* _TO DO_:
Write out each line of the entries exactly, starting at the first and finishing with the line that contains "(Some(url), Some(token)) =>".

Start of SOURCE MATERIAL

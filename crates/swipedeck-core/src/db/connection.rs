//! Device database handle and replica sync

use crate::error::{Error, Result};
use crate::util::normalize_text_option;
use libsql::{Builder, Connection, Database as LibSqlDatabase};
use std::path::Path;
use std::time::Duration;

use super::migrations;

const DEFAULT_SYNC_INTERVAL: Duration = Duration::from_secs(60);

/// Best-effort tuning; embedded replicas may refuse these
const TUNING_PRAGMAS: [&str; 2] = ["PRAGMA journal_mode = WAL;", "PRAGMA synchronous = NORMAL;"];

/// Where and how often the device replica pulls from the hosted database
#[derive(Debug, Clone, Default)]
pub struct SyncConfig {
    /// Hosted database URL, e.g. `libsql://swipedeck.turso.io`
    pub url: Option<String>,
    pub auth_token: Option<String>,
    /// Background pull period; `None` means pull only on `Database::sync`
    pub sync_interval: Option<Duration>,
}

impl SyncConfig {
    pub fn new(url: impl Into<String>, auth_token: impl Into<String>) -> Self {
        Self {
            url: Some(url.into()),
            auth_token: Some(auth_token.into()),
            sync_interval: Some(DEFAULT_SYNC_INTERVAL),
        }
    }

    /// Read `TURSO_DATABASE_URL` and `TURSO_AUTH_TOKEN`; `None` unless both are set
    pub fn from_env() -> Option<Self> {
        let url = normalize_text_option(std::env::var("TURSO_DATABASE_URL").ok())?;
        let token = normalize_text_option(std::env::var("TURSO_AUTH_TOKEN").ok())?;
        Some(Self::new(url, token))
    }

    #[must_use]
    pub const fn without_auto_sync(mut self) -> Self {
        self.sync_interval = None;
        self
    }

    pub const fn is_configured(&self) -> bool {
        self.url.is_some() && self.auth_token.is_some()
    }

    fn credentials(&self) -> Result<(String, String)> {
        match (&self.url, &self.auth_token) {
            (Some(url), Some(token)) => Ok((url.clone(), token.clone())),
            (None, _) => Err(Error::InvalidInput("sync URL is missing".into())),
            (_, None) => Err(Error::InvalidInput("sync auth token is missing".into())),
        }
    }
}

/// One device database: the libSQL handle, its connection, and optional sync.
pub struct Database {
    db: LibSqlDatabase,
    conn: Connection,
    sync_config: Option<SyncConfig>,
}

impl Database {
    /// Local file with the swipe schema applied; created on first use.
    pub async fn open(path: impl AsRef<Path>) -> Result<Self> {
        Self::open_local(&path.as_ref().to_string_lossy()).await
    }

    pub async fn open_in_memory() -> Result<Self> {
        Self::open_local(":memory:").await
    }

    async fn open_local(location: &str) -> Result<Self> {
        let db = Builder::new_local(location).build().await?;
        Self::prepare(db, None).await
    }

    /// Embedded replica of the hosted database at `local_path`.
    ///
    /// The first pull happens before migrations so an existing remote
    /// schema is seen rather than recreated.
    pub async fn open_with_sync(
        local_path: impl AsRef<Path>,
        sync_config: SyncConfig,
    ) -> Result<Self> {
        let (url, token) = sync_config.credentials()?;
        let mut builder = Builder::new_remote_replica(local_path.as_ref(), url, token);
        if let Some(interval) = sync_config.sync_interval {
            tracing::debug!(?interval, "Replica auto-sync enabled");
            builder = builder.sync_interval(interval);
        }

        let db = builder.build().await?;
        Self::prepare(db, Some(sync_config)).await
    }

    async fn prepare(db: LibSqlDatabase, sync_config: Option<SyncConfig>) -> Result<Self> {
        let conn = db.connect()?;
        let database = Self {
            db,
            conn,
            sync_config,
        };

        database.sync().await?;
        database.configure().await?;
        migrations::run(&database.conn).await?;
        Ok(database)
    }

    async fn configure(&self) -> Result<()> {
        for pragma in TUNING_PRAGMAS {
            if let Err(error) = self.conn.execute(pragma, ()).await {
                tracing::debug!("Skipped `{}`: {}", pragma, error);
            }
        }
        self.conn.execute("PRAGMA foreign_keys = ON;", ()).await?;
        Ok(())
    }

    /// Pull remote changes; a no-op for local-only databases.
    pub async fn sync(&self) -> Result<()> {
        if self.sync_config.is_none() {
            return Ok(());
        }
        self.db.sync().await?;
        tracing::debug!("Pulled remote swipe changes");
        Ok(())
    }

    pub const fn is_sync_enabled(&self) -> bool {
        self.sync_config.is_some()
    }

    pub const fn connection(&self) -> &Connection {
        &self.conn
    }
}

End of SOURCE MATERIAL

* _RESULT OF THE EXERCISE_:
filename crates/swipedeck-core/src/db/connection.rs
//! Device database handle and replica sync

use crate::error::{Error, Result};
use crate::util::normalize_text_option;
use libsql::{Builder, Connection, Database as LibSqlDatabase};
use std::path::Path;
use std::time::Duration;

use super::migrations;

const DEFAULT_SYNC_INTERVAL: Duration = Duration::from_secs(60);

/// Best-effort tuning; embedded replicas may refuse these
const TUNING_PRAGMAS: [&str; 2] = ["PRAGMA journal_mode = WAL;", "PRAGMA synchronous = NORMAL;"];

/// Where and how often the device replica pulls from the hosted database
#[derive(Debug, Clone, Default)]
pub struct SyncConfig {
    /// Hosted database URL, e.g. `libsql://swipedeck.turso.io`
    pub url: Option<String>,
    pub auth_token: Option<String>,
    /// Background pull period; `None` means pull only on `Database::sync`
    pub sync_interval: Option<Duration>,
}

impl SyncConfig {
    pub fn new(url: impl Into<String>, auth_token: impl Into<String>) -> Self {
        Self {
            url: Some(url.into()),
            auth_token: Some(auth_token.into()),
            sync_interval: Some(DEFAULT_SYNC_INTERVAL),
        }
    }

    /// Read `TURSO_DATABASE_URL` and `TURSO_AUTH_TOKEN`; `None` unless both are set
    pub fn from_env() -> Option<Self> {
        let url = normalize_text_option(std::env::var("TURSO_DATABASE_URL").ok())?;
        let token = normalize_text_option(std::env::var("TURSO_AUTH_TOKEN").ok())?;
        Some(Self::new(url, token))
    }

    #[must_use]
    pub const fn without_auto_sync(mut self) -> Self {
        self.sync_interval = None;
        self
    }

    pub const fn is_configured(&self) -> bool {
        self.url.is_some() && self.auth_token.is_some()
    }

    fn credentials(&self) -> Result<(String, String)> {
        match (&self.url, &self.auth_token) {
            (Some(url), Some(token)) => Ok((url.clone(), token.clone())),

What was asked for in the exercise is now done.